--- ACTIVITY ---
Please restate, word for word, the lines below that begin at the one with "pub fn yuyv_to_rgb(yuyv: &[u8], width: u32, height: u32)" and end at the one with "assert_eq!(rgb.get_pixel(0, 0).0, [0, 0, 0]);". Leave out all other lines.

Data excerpts
---

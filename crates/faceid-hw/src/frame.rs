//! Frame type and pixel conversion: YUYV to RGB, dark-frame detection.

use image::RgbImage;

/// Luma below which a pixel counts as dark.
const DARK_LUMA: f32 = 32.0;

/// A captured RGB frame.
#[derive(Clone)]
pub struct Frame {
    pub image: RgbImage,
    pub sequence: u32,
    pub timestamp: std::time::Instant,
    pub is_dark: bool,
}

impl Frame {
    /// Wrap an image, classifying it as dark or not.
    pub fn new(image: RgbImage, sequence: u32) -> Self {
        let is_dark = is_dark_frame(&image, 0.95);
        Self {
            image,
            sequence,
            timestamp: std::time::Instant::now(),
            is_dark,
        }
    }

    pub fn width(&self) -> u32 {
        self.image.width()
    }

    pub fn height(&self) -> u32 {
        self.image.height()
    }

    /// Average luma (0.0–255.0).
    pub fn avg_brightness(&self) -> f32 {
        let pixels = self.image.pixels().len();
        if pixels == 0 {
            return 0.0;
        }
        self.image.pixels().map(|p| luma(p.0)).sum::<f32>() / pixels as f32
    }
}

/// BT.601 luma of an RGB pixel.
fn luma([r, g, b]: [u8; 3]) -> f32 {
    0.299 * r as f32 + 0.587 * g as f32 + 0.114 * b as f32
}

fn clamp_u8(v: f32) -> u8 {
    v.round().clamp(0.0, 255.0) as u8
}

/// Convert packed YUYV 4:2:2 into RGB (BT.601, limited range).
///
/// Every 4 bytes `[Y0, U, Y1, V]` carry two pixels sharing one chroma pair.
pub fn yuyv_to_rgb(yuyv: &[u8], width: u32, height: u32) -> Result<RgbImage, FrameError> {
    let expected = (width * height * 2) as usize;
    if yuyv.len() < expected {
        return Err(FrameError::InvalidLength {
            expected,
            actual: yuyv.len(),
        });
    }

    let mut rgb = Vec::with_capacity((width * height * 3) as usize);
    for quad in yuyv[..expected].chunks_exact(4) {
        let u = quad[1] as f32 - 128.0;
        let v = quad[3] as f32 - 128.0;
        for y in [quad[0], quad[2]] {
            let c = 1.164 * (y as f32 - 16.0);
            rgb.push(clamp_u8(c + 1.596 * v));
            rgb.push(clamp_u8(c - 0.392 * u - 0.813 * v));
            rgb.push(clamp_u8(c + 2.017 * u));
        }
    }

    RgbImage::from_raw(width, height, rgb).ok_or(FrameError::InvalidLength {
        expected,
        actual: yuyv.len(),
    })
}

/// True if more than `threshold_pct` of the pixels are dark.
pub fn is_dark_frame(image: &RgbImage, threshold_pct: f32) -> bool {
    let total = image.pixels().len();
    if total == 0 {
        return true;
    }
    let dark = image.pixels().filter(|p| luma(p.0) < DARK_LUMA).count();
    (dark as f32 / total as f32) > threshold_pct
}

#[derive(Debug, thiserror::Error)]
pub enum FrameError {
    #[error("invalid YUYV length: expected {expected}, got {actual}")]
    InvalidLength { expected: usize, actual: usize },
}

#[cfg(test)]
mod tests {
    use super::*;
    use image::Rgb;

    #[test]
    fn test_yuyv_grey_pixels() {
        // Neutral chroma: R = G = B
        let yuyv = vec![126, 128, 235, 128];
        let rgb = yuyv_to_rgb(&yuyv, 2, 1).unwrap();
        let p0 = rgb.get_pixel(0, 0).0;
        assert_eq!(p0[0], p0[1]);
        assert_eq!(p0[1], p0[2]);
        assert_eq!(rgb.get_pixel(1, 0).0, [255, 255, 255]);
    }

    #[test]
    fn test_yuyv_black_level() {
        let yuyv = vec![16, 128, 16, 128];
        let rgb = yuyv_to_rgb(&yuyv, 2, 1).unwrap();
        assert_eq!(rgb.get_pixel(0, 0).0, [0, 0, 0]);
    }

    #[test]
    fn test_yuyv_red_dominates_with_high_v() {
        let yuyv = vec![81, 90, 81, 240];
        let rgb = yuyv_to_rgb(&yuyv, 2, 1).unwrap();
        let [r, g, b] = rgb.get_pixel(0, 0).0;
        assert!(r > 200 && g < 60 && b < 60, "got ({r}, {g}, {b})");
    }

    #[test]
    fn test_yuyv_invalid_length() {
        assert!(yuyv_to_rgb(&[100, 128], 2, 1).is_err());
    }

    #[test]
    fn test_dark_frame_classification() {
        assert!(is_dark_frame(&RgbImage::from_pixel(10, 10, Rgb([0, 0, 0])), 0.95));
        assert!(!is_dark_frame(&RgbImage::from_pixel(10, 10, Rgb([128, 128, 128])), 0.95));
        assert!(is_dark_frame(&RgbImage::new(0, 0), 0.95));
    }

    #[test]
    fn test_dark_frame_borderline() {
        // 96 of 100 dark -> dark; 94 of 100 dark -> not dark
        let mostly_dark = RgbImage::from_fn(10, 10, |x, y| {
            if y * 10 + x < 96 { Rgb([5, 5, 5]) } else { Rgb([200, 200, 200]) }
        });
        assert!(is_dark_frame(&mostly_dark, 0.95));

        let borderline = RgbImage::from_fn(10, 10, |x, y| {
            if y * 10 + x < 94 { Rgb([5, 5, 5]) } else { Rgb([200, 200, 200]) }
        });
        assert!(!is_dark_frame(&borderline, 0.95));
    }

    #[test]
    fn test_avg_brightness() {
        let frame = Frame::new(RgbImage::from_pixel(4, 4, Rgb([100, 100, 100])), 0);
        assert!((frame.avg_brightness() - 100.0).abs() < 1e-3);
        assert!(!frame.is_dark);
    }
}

---

--- FINAL ANSWER ---
pub fn yuyv_to_rgb(yuyv: &[u8], width: u32, height: u32) -> Result<RgbImage, FrameError> {
    let expected = (width * height * 2) as usize;
    if yuyv.len() < expected {
        return Err(FrameError::InvalidLength {
            expected,
            actual: yuyv.len(),
        });
    }

    let mut rgb = Vec::with_capacity((width * height * 3) as usize);
    for quad in yuyv[..expected].chunks_exact(4) {
        let u = quad[1] as f32 - 128.0;
        let v = quad[3] as f32 - 128.0;
        for y in [quad[0], quad[2]] {
            let c = 1.164 * (y as f32 - 16.0);
            rgb.push(clamp_u8(c + 1.596 * v));
            rgb.push(clamp_u8(c - 0.392 * u - 0.813 * v));
            rgb.push(clamp_u8(c + 2.017 * u));
        }
    }

    RgbImage::from_raw(width, height, rgb).ok_or(FrameError::InvalidLength {
        expected,
        actual: yuyv.len(),
    })
}

/// True if more than `threshold_pct` of the pixels are dark.
pub fn is_dark_frame(image: &RgbImage, threshold_pct: f32) -> bool {
    let total = image.pixels().len();
    if total == 0 {
        return true;
    }
    let dark = image.pixels().filter(|p| luma(p.0) < DARK_LUMA).count();
    (dark as f32 / total as f32) > threshold_pct
}

#[derive(Debug, thiserror::Error)]
pub enum FrameError {
    #[error("invalid YUYV length: expected {expected}, got {actual}")]
    InvalidLength { expected: usize, actual: usize },
}

#[cfg(test)]
mod tests {
    use super::*;
    use image::Rgb;

    #[test]
    fn test_yuyv_grey_pixels() {
        // Neutral chroma: R = G = B
        let yuyv = vec![126, 128, 235, 128];
        let rgb = yuyv_to_rgb(&yuyv, 2, 1).unwrap();
        let p0 = rgb.get_pixel(0, 0).0;
        assert_eq!(p0[0], p0[1]);
        assert_eq!(p0[1], p0[2]);
        assert_eq!(rgb.get_pixel(1, 0).0, [255, 255, 255]);
    }

    #[test]
    fn test_yuyv_black_level() {
        let yuyv = vec![16, 128, 16, 128];
        let rgb = yuyv_to_rgb(&yuyv, 2, 1).unwrap();
        assert_eq!(rgb.get_pixel(0, 0).0, [0, 0, 0]);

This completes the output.